Plenty of people or ‘experts’ will tell you journal writing can be therapeutic, that putting your thoughts and emotions on a piece of paper could be healing. But not everybody is fond of words, so some choose to draw their feelings. Like Elodie Durand in her graphic novel memoir ‘Parenthesis’, where she recalls her painful journey of living with epilepsy.
For someone who doesn’t know much about epilepsy, Durand’s book is engaging and her simple black-and-white doodles starkly draw out the loneliness of experiencing a debilitating condition. Still in her early twenties when the epileptic attacks begin, Durand suffers severe memory loss and finds the simplest tasks hard to accomplish. Between constant visits to doctors, psychiatrists and the excess sleep caused by the drugs she is on, the author finds little time left for anything else.

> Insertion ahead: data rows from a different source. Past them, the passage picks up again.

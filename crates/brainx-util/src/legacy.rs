//! # Legacy Cost Table
//!
//! The fixed-edge-count cost table predates [`crate::cost::apply_cost`] and
//! [`crate::cost::cost_lookup`]. It is kept so that existing analyses keep
//! running, and every call says so: at compile time through
//! `#[deprecated]`, at run time through a `tracing` warning and the
//! [`Deprecated`] wrapper around the returned value.

use serde::{Deserialize, Serialize};
use tracing::warn;

use brainx_core::possible_edges;

/// A value produced by a deprecated operation, with the notice attached.
#[derive(Debug, Clone, PartialEq, Serialize, Deserialize)]
#[must_use = "a deprecated result carries a notice the caller should surface"]
pub struct Deprecated<T> {
    /// The computed value.
    pub value: T,
    /// Human-readable deprecation notice naming the replacement.
    pub notice: String,
}

impl<T> Deprecated<T> {
    /// Discard the notice and take the value.
    pub fn into_inner(self) -> T {
        self.value
    }
}

/// Every achievable cost on a full graph of a given size.
#[derive(Debug, Clone, PartialEq, Serialize, Deserialize)]
pub struct CostTable {
    /// `nodes * (nodes - 1) / 2`.
    pub total_edges: usize,
    /// `costs[i] = i / total_edges` for `i in 0..=total_edges`.
    pub costs: Vec<f64>,
}

const COST_SIZE_NOTICE: &str = "cost_size is deprecated; use cost_lookup or apply_cost";

/// Cost of keeping `0, 1, …, total_edges` edges on a full graph of `nodes`
/// nodes. Graphs with fewer than two nodes have the single cost `0`.
#[deprecated(note = "use cost::cost_lookup or cost::apply_cost")]
pub fn cost_size(nodes: usize) -> Deprecated<CostTable> {
    warn!(nodes, "{COST_SIZE_NOTICE}");

    let total_edges = possible_edges(nodes);
    let costs = if total_edges == 0 {
        vec![0.0]
    } else {
        (0..=total_edges)
            .map(|edges| edges as f64 / total_edges as f64)
            .collect()
    };

    Deprecated {
        value: CostTable { total_edges, costs },
        notice: COST_SIZE_NOTICE.to_string(),
    }
}
//! Configuration loading and validation.

use crate::defaults;
use crate::error::{ParlanceError, Result};
use serde::{Deserialize, Serialize};
use std::fs;
use std::path::{Path, PathBuf};

/// Root configuration structure
#[derive(Debug, Clone, Serialize, Deserialize, PartialEq, Default)]
#[serde(default)]
pub struct Config {
    pub server: ServerConfig,
    pub audio: AudioConfig,
    pub llm: LlmConfig,
    pub tts: TtsConfig,
    pub stt: SttConfig,
}

/// HTTP/WebSocket listener configuration
#[derive(Debug, Clone, Serialize, Deserialize, PartialEq)]
#[serde(default)]
pub struct ServerConfig {
    pub host: String,
    pub port: u16,
    /// Directory served as the static web client.
    pub web_root: PathBuf,
}

/// Audio segmentation configuration
#[derive(Debug, Clone, Serialize, Deserialize, PartialEq)]
#[serde(default)]
pub struct AudioConfig {
    /// Voice-activity score below which a frame closes the utterance.
    pub silence_score_threshold: f32,
    /// Sample rate the transcription engine expects.
    pub target_sample_rate: u32,
}

/// Text-generation engine configuration
#[derive(Debug, Clone, Serialize, Deserialize, PartialEq)]
#[serde(default)]
pub struct LlmConfig {
    /// Base URL of an Ollama-compatible server.
    pub url: String,
    pub model: String,
}

/// Speech-synthesis engine configuration
#[derive(Debug, Clone, Serialize, Deserialize, PartialEq)]
#[serde(default)]
pub struct TtsConfig {
    pub endpoint: String,
    pub voice: String,
    pub timeout_ms: u64,
}

/// Transcription engine configuration
#[derive(Debug, Clone, Serialize, Deserialize, PartialEq)]
#[serde(default)]
pub struct SttConfig {
    pub endpoint: String,
    pub timeout_ms: u64,
}

impl Default for ServerConfig {
    fn default() -> Self {
        Self {
            host: defaults::LISTEN_HOST.to_string(),
            port: defaults::LISTEN_PORT,
            web_root: PathBuf::from(defaults::WEB_ROOT),
        }
    }
}

impl Default for AudioConfig {
    fn default() -> Self {
        Self {
            silence_score_threshold: defaults::SILENCE_SCORE_THRESHOLD,
            target_sample_rate: defaults::TARGET_SAMPLE_RATE,
        }
    }
}

impl Default for LlmConfig {
    fn default() -> Self {
        Self {
            url: defaults::LLM_URL.to_string(),
            model: defaults::LLM_MODEL.to_string(),
        }
    }
}

impl Default for TtsConfig {
    fn default() -> Self {
        Self {
            endpoint: defaults::TTS_ENDPOINT.to_string(),
            voice: defaults::TTS_VOICE.to_string(),
            timeout_ms: defaults::TTS_TIMEOUT_MS,
        }
    }
}

impl Default for SttConfig {
    fn default() -> Self {
        Self {
            endpoint: defaults::STT_ENDPOINT.to_string(),
            timeout_ms: defaults::STT_TIMEOUT_MS,
        }
    }
}

impl Config {
    /// Loads configuration from the given path.
    pub fn load(path: &Path) -> Result<Self> {
        if !path.exists() {
            return Err(ParlanceError::ConfigFileNotFound {
                path: path.display().to_string(),
            });
        }

        let contents = fs::read_to_string(path)?;
        let config: Config = toml::from_str(&contents)?;
        config.validate()?;
        Ok(config)
    }

    /// Loads configuration from the given path, falling back to defaults
    /// when the file does not exist.
    pub fn load_or_default(path: Option<&Path>) -> Result<Self> {
        match path {
            Some(p) => Self::load(p),
            None => {
                let default_path = Self::default_path();
                if default_path.exists() {
                    Self::load(&default_path)
                } else {
                    Ok(Self::default())
                }
            }
        }
    }

    /// Writes the configuration to the given path as TOML.
    pub fn save(&self, path: &Path) -> Result<()> {
        if let Some(parent) = path.parent() {
            fs::create_dir_all(parent)?;
        }
        let contents = toml::to_string_pretty(self)
            .map_err(|e| ParlanceError::Other(format!("Failed to serialize config: {e}")))?;
        fs::write(path, contents)?;
        Ok(())
    }

    /// Returns the default config file location
    /// (`$XDG_CONFIG_HOME/parlance/config.toml`).
    pub fn default_path() -> PathBuf {
        dirs::config_dir()
            .unwrap_or_else(|| PathBuf::from("."))
            .join("parlance")
            .join("config.toml")
    }

    /// Checks value ranges that serde cannot express.
    pub fn validate(&self) -> Result<()> {
        if !(0.0..=1.0).contains(&self.audio.silence_score_threshold) {
            return Err(ParlanceError::ConfigInvalidValue {
                key: "audio.silence_score_threshold".to_string(),
                message: "must be between 0 and 1".to_string(),
            });
        }
        if self.audio.target_sample_rate == 0 {
            return Err(ParlanceError::ConfigInvalidValue {
                key: "audio.target_sample_rate".to_string(),
                message: "must be positive".to_string(),
            });
        }
        Ok(())
    }
}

‘Parenthesis’ has a sombre, gloomy mood throughout, with the protagonist struggling to come to terms with her situation. The artwork includes some rough drawings which Durand implies are from the time she was undergoing treatment, they resemble scribbles one would make when anxious, the strokes look lost and filled with angst… expressing the creator’s despair over their predicament. The graphic novel format helps readers understand epilepsy in a way a textbook never can, conveying the kind of toll it takes not just on the patient, but also their family. In Durand’s case it is her parents who take care of her and keep a check on her round-the-clock.
Narrated largely in a chronological sequence, the memoir is easy to follow and can be read in one go. However, since there’s a lot of personal trauma involved, I took my time with it. It’s a 4/5 from me.